### MATERIAL PROVIDED

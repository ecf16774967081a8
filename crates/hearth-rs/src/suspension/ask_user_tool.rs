//! LLM-callable tool for asking the user a group of questions mid-turn.
//!
//! The tool registers a question group in the [`SuspensionStore`], pushes a
//! [`StreamEvent::QuestionGroup`] to the client and suspends until the
//! answers arrive through the respond endpoint. The answers become the tool
//! result, so the model continues the same turn with them.

use std::time::Duration;

use schemars::JsonSchema;
use serde::Deserialize;
use serde_json::json;
use tracing::{info, warn};

use crate::ToolDef;
use crate::api::StreamEvent;
use crate::tools::core::{Tool, ToolContext, ToolFuture, parse_tool_args};
use crate::tools::spec::ToolSpec;

use super::question::QuestionInput;
use super::store::{SuspensionStore, WaitError};

/// Most questions a single group may carry.
pub const MAX_QUESTIONS: usize = 10;

/// Arguments for the `ask_user` tool.
#[derive(Deserialize, JsonSchema)]
struct AskUserArgs {
    /// Between 1 and 10 questions, asked together.
    questions: Vec<QuestionInput>,
    /// Seconds to wait for answers. Falls back to the tool's default.
    #[serde(default)]
    timeout_secs: Option<u64>,
}

/// Tool that suspends the turn until the user answers a question group.
///
/// ```ignore
/// let tools = ToolSet::new().with(AskUserTool::new(suspensions.clone()));
/// ```
pub struct AskUserTool {
    store: SuspensionStore,
    /// `None` waits until the group is answered or cancelled.
    default_timeout: Option<Duration>,
}

impl AskUserTool {
    pub fn new(store: SuspensionStore) -> Self {
        Self {
            store,
            default_timeout: None,
        }
    }

    pub fn with_timeout(mut self, timeout: Duration) -> Self {
        self.default_timeout = Some(timeout);
        self
    }
}

/// Cancels a group if the waiting future is dropped before it finishes.
struct CancelOnDrop<'a> {
    store: &'a SuspensionStore,
    group_id: &'a str,
    armed: bool,
}

impl Drop for CancelOnDrop<'_> {
    fn drop(&mut self) {
        if self.armed {
            self.store.cancel(self.group_id);
        }
    }
}

impl Tool for AskUserTool {
    fn definition(&self) -> ToolDef {
        ToolSpec::builder("ask_user")
            .purpose("Ask the user one or more questions and wait for their answers")
            .when_to_use(
                "When the next step depends on a decision or fact only the user has, \
                 such as confirming a booking or choosing between options",
            )
            .when_not_to_use(
                "For facts a tool can look up, or trivial confirmations. \
                 Batch related questions into one call instead of asking one at a time",
            )
            .parameters_for::<AskUserArgs>()
            .example(
                r#"ask_user(questions=[{"prompt": "Book the 9am slot?", "kind": "confirm"}])"#,
                r#"{"status": "answered", "group_id": "...", "responses": {"q1": true}}"#,
            )
            .output_format(
                "JSON object with 'status' (answered|timed_out|cancelled) and, when answered, \
                 'responses' keyed by question id",
            )
            .to_tool_def()
    }

    fn execute<'a>(&'a self, arguments: &'a str, ctx: &'a ToolContext) -> ToolFuture<'a> {
        Box::pin(async move {
            let args: AskUserArgs = match parse_tool_args(arguments) {
                Ok(a) => a,
                Err(e) => return e,
            };
            if args.questions.is_empty() {
                return "Error: at least 1 question is required".to_string();
            }
            if args.questions.len() > MAX_QUESTIONS {
                return format!("Error: at most {MAX_QUESTIONS} questions are allowed");
            }
            if args.questions.iter().any(|q| q.prompt.trim().is_empty()) {
                return "Error: every question needs a non-empty prompt".to_string();
            }

            let handle = self
                .store
                .create_question_group_for(ctx.thread_id(), args.questions);
            let group_id = handle.group_id;
            let mut guard = CancelOnDrop {
                store: &self.store,
                group_id: &group_id,
                armed: true,
            };

            let delivered = ctx
                .emit(StreamEvent::QuestionGroup {
                    group_id: group_id.clone(),
                    questions: handle.questions,
                })
                .await;
            if !delivered {
                warn!(group_id = %group_id, "Client gone before question group was delivered");
                return cancelled(&group_id);
            }

            let timeout = args
                .timeout_secs
                .map(Duration::from_secs)
                .or(self.default_timeout);
            let outcome = match timeout {
                Some(limit) => handle.waiter.wait_timeout(limit).await,
                None => handle.waiter.wait().await,
            };

            guard.armed = false;
            self.store.cleanup(&group_id);

            match outcome {
                Ok(responses) => json!({
                    "status": "answered",
                    "group_id": &group_id,
                    "responses": responses,
                })
                .to_string(),
                Err(WaitError::TimedOut { after, .. }) => {
                    info!(group_id = %group_id, "Question group timed out after {after:?}");
                    json!({"status": "timed_out", "group_id": &group_id}).to_string()
                }
                Err(WaitError::Cancelled(_)) => cancelled(&group_id),
            }
        })
    }
}

fn cancelled(group_id: &str) -> String {
    json!({"status": "cancelled", "group_id": group_id}).to_string()
}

######

### WHAT TO DO
Search the data above for the word "answers". Copy each line it is in.

### REPLY
//! answers arrive through the respond endpoint. The answers become the tool
    /// Seconds to wait for answers. Falls back to the tool's default.
/// Tool that suspends the turn until the user answers a question group.
            .purpose("Ask the user one or more questions and wait for their answers")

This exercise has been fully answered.